The Scarlet Pumpernickel
Looney Tunes (Daffy Duck/Porky Pig/Sylvester the Cat) series
The Scarlet Pumpernickel Title.jpg
The title card of The Scarlet Pumpernickel.
Directed by Charles M. Jones
Produced by Edward Selzer
(uncredited)
Story by Michael Maltese
Voices by Mel Blanc
Marian Richman
(uncredited)
Music by Carl Stalling
Animation by Phil Monroe
Ben Washam
Lloyd Vaughan
Ken Harris
Layouts by Robert Gribbroek
Backgrounds by Peter Alvarado
Distributed by Warner Bros. Pictures
The Vitaphone Corporation
Release date(s) March 4, 1950 (USA)
Color process Technicolor
Running time 7 minutes, 2 seconds
Language English

The Scarlet Pumpernickel is a animated Warner Bros. Looney Tunes theatrical cartoon short released in 1950, directed by Chuck Jones and written by Michael Maltese.

In 1994 it was voted #31 of the 50 Greatest Cartoons of all time by members of the animation field.

The cartoon is a story within a story. Daffy Duck is fed up with comedy and wants to try a dramatic act instead. He offers a script to Warner Bros.' chief Jack L. Warner--whom he addresses, as most people did, as "J.L."--called The Scarlet Pumpernickel, which he wrote himself (under the name "Daffy Dumas Duck.")

As Daffy reads the script to J.L., the cartoon cuts away to various scenes and then back to J.L.'s office. Each time, Daffy announces a page number. By the cartoon's end, the script has exceeded 2 thousand pages (movie scripts much in excess of 100 pages were usually rejected as too long back in those days).
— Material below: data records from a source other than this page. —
use crate::infra::engine_from_config;
use clap::Args;
use repair_advisor::config::AppConfig;
use repair_advisor::decision::{
    evaluate_csv, BatchRow, DecisionInput, DecisionOption, DecisionOutput, ItemType, Priority,
    ProblemType,
};
use repair_advisor::error::AppError;
use std::fs::File;
use std::io::BufReader;
use std::path::PathBuf;

#[derive(Args, Debug)]
pub(crate) struct DecideArgs {
    /// Item category (phone, laptop, clothing, other)
    #[arg(long)]
    pub(crate) item: ItemType,
    /// Observed problem (screen, battery, water, no_power, slow, zipper, seam, other)
    #[arg(long)]
    pub(crate) problem: ProblemType,
    /// Available budget in NOK
    #[arg(long)]
    pub(crate) budget: f64,
    /// Days the user can wait
    #[arg(long)]
    pub(crate) days: f64,
    /// save_money, save_time, save_impact or balanced
    #[arg(long)]
    pub(crate) priority: Option<Priority>,
    /// Model repairability score on a 0-10 scale
    #[arg(long)]
    pub(crate) repairability: Option<f64>,
    /// Print the decision as JSON instead of a table
    #[arg(long)]
    pub(crate) json: bool,
}

#[derive(Args, Debug)]
pub(crate) struct BatchArgs {
    /// CSV file with item_type,problem_type,budget_nok,time_days[,priority][,repairability_score]
    #[arg(long)]
    pub(crate) input: PathBuf,
    /// Print all rows as a JSON array
    #[arg(long)]
    pub(crate) json: bool,
}

impl DecideArgs {
    fn to_input(&self) -> DecisionInput {
        DecisionInput {
            item_type: self.item,
            problem_type: self.problem,
            budget_nok: self.budget,
            time_days: self.days,
            priority: self.priority,
            model_repairability_score: self.repairability,
        }
    }
}

pub(crate) fn run_decide(args: DecideArgs) -> Result<(), AppError> {
    let config = AppConfig::load()?;
    let engine = engine_from_config(&config)?;
    let input = args.to_input();
    let output = engine.evaluate(&input);

    if args.json {
        println!("{}", to_json(&output)?);
    } else {
        print_decision(&input, &output);
    }
    Ok(())
}

pub(crate) fn run_batch(args: BatchArgs) -> Result<(), AppError> {
    let config = AppConfig::load()?;
    let engine = engine_from_config(&config)?;
    let file = File::open(&args.input)?;
    let rows = evaluate_csv(&engine, BufReader::new(file))?;

    if args.json {
        println!("{}", to_json(&rows)?);
        return Ok(());
    }

    println!("{} row(s) from {}", rows.len(), args.input.display());
    for row in &rows {
        println!("{}", batch_line(row));
    }
    Ok(())
}

fn to_json<T: serde::Serialize>(value: &T) -> Result<String, AppError> {
    serde_json::to_string_pretty(value).map_err(|err| AppError::Io(err.into()))
}

fn print_decision(input: &DecisionInput, output: &DecisionOutput) {
    println!(
        "{} / {} with {:.0} NOK and {} day(s)",
        input.item_type.label(),
        input.problem_type.label(),
        input.budget_nok,
        input.time_days
    );
    println!("{}", output.summary());
    println!("Confidence score: {:.2}", output.confidence_score);

    if output.options.is_empty() {
        println!("No reference data for this combination.");
    } else {
        println!("\nRanked options:");
        for (rank, option) in output.options.iter().enumerate() {
            println!("{}", option_line(rank + 1, option));
        }
    }

    let reasons: Vec<&str> = output.reasons.iter().map(|reason| reason.label()).collect();
    println!("\nWhy: {}", reasons.join("; "));

    if let Some(best) = output.best_feasible_option {
        if best != output.recommendation {
            println!("Best option within constraints: {}", best.label());
        }
    }
    if let Some(plan_b) = &output.plan_b {
        println!("{}", plan_b.summary());
    }
}

fn option_line(rank: usize, option: &DecisionOption) -> String {
    let mut line = format!(
        "  {rank}. {:<10} utility {:.3} | cost {:.0}-{:.0} NOK | {:.1} day(s) | impact {:.1} | {}",
        option.kind.label(),
        option.utility,
        option.expected_cost.min,
        option.expected_cost.max,
        option.expected_time_days,
        option.impact_score,
        option.feasibility_status.label()
    );
    if let Some(success) = option.success_probability {
        line.push_str(&format!(" | success {:.0}%", success * 100.0));
    }
    line
}

fn batch_line(row: &BatchRow) -> String {
    format!(
        "  line {}: {} / {} -> {}",
        row.line,
        row.input.item_type.as_str(),
        row.input.problem_type.as_str(),
        row.output.summary()
    )
}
In this script, the clumsy Scarlet Pumpernickel (Daffy) must save the Fair Lady Melissa from being married to a man she does not love, the Grand Duke (Sylvester) under the Lord High Chamberlain's (Porky Pig) orders. Melissa loves Scarlet, but her happy mood is extinguished in a heartbeat when the Chamberlain orders her to "Keep away from that masked band-d-d-d-d-a-desperand-d-d-d-d-that masked stinker!" The Chamberlain gets a brilliant plan and decides to marry Melissa to the Grand Duke in exchange for killing the Scarlet Pumpernickel.
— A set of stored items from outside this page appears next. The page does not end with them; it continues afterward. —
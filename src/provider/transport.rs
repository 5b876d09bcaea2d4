//! The HTTP boundary between the provider client and the network
use crate::error::TransportError;
use crate::signer::SignedRequest;
use async_trait::async_trait;
use std::time::Duration;

/// Sends a signed request and returns the raw response body.
#[async_trait]
pub trait Transport: Send + Sync {
    async fn send(&self, request: &SignedRequest) -> Result<String, TransportError>;
}

pub struct HttpTransport {
    client: reqwest::Client,
}

impl HttpTransport {
    pub fn new(timeout: Duration) -> Result<Self, TransportError> {
        let client = reqwest::Client::builder()
            .timeout(timeout)
            .connect_timeout(Duration::from_secs(5))
            .build()
            .map_err(|e| TransportError::Other(e.to_string()))?;

        Ok(Self { client })
    }
}

fn classify(err: reqwest::Error) -> TransportError {
    if err.is_timeout() {
        TransportError::Timeout
    } else if err.is_connect() {
        TransportError::Connect(err.to_string())
    } else {
        TransportError::Other(err.to_string())
    }
}

#[async_trait]
impl Transport for HttpTransport {
    async fn send(&self, request: &SignedRequest) -> Result<String, TransportError> {
        let mut builder = self.client.post(request.url()).body(request.body.clone());
        for (name, value) in &request.headers {
            builder = builder.header(*name, value);
        }

        let response = builder.send().await.map_err(classify)?;
        let status = response.status();
        let body = response.text().await.map_err(classify)?;

        if !status.is_success() {
            return Err(TransportError::Status {
                status: status.as_u16(),
                body,
            });
        }
        Ok(body)
    }
}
As planned, the Scarlet Pumpernickel is drawn to town to interrupt the wedding. He arrives disguised as a noble and uses the disguise to research and develop his plan for rescuing Melissa. Storming the wedding ceremony through the use of a "ye olde Olympic Highjumper (a pin and a jab in the posterior) as she is walking up the aisle, he is instantly successful as Melissa tears herself from her father's arms and runs from the chapel, dragging Scarlet with her ("So what's to save?"). Scarlet takes her back to the inn where he was staying, and leaves briefly. The Grand Duke, in pursuit of Scarlet, stops for respite at the inn and spots Melissa on the staircase. He chases her and is bearing down upon her when Scarlet swings in. Notably in this segment of the plot there is a running gag in which Daffy compares his own daring stunts with those of Errol Flynn.